*Description of the task*: Your answer should be the lines of the data below that contain "BTreeMap".

Collected data entries:
=====

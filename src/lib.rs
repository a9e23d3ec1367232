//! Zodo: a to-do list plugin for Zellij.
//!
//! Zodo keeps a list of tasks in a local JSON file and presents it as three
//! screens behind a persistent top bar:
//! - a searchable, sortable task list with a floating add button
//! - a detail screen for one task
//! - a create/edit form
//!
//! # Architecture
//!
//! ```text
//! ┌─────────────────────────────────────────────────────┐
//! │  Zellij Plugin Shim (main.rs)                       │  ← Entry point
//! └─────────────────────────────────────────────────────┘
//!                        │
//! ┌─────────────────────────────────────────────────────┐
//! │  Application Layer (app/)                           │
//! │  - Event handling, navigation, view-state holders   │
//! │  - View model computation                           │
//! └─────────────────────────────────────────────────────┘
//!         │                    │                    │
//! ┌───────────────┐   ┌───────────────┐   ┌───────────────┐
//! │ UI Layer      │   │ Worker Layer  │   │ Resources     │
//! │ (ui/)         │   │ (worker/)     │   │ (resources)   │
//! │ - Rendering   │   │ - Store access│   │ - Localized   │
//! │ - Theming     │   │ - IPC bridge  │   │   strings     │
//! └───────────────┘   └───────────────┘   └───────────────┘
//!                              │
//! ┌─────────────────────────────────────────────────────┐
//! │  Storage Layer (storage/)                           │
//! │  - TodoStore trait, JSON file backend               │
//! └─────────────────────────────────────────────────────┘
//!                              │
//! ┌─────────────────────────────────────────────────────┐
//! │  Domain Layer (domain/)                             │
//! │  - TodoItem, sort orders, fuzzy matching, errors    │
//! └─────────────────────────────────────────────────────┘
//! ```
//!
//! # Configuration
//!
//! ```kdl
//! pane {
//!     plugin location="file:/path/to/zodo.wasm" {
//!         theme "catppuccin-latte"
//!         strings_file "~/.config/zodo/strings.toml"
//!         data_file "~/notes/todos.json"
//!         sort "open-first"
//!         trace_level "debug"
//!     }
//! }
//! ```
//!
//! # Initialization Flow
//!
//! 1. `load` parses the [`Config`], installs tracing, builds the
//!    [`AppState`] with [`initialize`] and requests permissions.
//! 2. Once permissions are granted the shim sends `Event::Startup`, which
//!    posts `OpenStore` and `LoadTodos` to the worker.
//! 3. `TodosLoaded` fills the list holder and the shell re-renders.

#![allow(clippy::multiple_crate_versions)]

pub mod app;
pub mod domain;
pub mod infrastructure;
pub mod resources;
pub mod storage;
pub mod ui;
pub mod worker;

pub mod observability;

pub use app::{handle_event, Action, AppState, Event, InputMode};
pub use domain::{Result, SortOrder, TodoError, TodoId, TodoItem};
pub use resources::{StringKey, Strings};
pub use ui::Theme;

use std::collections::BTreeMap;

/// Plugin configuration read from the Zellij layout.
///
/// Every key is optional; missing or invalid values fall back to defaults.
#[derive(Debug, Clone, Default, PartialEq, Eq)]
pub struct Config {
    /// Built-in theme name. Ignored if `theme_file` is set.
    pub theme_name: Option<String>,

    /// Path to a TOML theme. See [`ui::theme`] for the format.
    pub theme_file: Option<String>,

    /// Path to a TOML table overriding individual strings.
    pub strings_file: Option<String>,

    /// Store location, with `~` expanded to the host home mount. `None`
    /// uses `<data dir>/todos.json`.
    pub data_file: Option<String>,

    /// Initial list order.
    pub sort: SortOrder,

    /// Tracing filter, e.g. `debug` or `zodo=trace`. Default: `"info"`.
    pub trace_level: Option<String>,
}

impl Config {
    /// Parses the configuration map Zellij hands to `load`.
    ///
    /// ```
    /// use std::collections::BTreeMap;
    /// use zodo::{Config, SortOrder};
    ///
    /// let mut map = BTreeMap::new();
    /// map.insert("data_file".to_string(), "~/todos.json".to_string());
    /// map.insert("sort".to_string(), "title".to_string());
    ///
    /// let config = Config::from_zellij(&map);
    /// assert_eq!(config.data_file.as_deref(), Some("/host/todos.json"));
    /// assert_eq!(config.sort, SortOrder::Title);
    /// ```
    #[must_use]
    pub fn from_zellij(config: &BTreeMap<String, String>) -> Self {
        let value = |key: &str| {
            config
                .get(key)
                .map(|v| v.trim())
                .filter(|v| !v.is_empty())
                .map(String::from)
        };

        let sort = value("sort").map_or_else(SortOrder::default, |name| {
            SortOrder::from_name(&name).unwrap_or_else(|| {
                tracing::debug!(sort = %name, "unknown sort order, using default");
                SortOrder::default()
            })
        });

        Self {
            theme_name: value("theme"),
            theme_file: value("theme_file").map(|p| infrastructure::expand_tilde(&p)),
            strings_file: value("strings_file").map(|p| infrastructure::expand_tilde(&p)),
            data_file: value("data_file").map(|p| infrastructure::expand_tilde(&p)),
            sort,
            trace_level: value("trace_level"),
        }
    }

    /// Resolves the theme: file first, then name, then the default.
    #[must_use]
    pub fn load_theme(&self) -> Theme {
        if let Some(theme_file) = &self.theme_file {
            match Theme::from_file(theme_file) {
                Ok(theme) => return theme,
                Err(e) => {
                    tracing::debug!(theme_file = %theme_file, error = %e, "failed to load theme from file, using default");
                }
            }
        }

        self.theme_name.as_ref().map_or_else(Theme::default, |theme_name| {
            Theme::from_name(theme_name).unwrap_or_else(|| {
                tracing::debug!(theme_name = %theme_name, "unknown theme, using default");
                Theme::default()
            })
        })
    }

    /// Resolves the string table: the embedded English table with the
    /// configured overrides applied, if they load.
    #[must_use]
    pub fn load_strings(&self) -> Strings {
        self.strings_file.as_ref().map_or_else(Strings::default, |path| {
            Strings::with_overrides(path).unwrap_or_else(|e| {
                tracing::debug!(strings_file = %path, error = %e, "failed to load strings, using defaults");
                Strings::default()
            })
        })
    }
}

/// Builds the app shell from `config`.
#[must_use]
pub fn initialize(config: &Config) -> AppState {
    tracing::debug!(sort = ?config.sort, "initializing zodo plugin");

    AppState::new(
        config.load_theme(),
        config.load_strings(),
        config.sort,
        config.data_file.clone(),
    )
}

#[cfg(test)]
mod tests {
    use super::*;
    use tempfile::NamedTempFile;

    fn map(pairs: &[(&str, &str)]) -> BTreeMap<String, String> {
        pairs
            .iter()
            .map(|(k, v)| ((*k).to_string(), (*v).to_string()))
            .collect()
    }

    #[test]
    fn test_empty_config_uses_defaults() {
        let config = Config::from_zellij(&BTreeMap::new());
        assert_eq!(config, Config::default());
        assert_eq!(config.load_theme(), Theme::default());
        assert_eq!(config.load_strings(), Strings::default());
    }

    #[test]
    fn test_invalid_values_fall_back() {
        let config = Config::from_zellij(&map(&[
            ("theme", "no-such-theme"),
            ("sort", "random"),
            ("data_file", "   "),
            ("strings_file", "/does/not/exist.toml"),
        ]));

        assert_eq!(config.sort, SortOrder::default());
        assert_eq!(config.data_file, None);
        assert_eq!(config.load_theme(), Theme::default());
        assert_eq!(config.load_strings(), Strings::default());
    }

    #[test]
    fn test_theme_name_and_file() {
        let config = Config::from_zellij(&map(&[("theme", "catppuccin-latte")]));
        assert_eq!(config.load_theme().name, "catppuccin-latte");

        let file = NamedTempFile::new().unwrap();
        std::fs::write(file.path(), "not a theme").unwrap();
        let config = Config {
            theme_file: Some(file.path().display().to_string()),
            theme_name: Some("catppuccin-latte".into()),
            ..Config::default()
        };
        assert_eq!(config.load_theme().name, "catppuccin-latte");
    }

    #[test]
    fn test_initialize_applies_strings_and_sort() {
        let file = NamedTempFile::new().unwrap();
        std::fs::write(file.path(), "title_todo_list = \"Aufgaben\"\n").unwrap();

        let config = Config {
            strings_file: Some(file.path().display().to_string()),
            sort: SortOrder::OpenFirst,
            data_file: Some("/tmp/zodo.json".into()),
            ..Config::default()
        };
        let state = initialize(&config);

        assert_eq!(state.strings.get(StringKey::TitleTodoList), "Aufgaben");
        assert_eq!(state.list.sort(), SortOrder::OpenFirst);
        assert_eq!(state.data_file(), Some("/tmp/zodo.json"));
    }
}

=====

*Solution to this exercise*:
use std::collections::BTreeMap;
    /// use std::collections::BTreeMap;
    /// let mut map = BTreeMap::new();
    pub fn from_zellij(config: &BTreeMap<String, String>) -> Self {
    fn map(pairs: &[(&str, &str)]) -> BTreeMap<String, String> {
        let config = Config::from_zellij(&BTreeMap::new());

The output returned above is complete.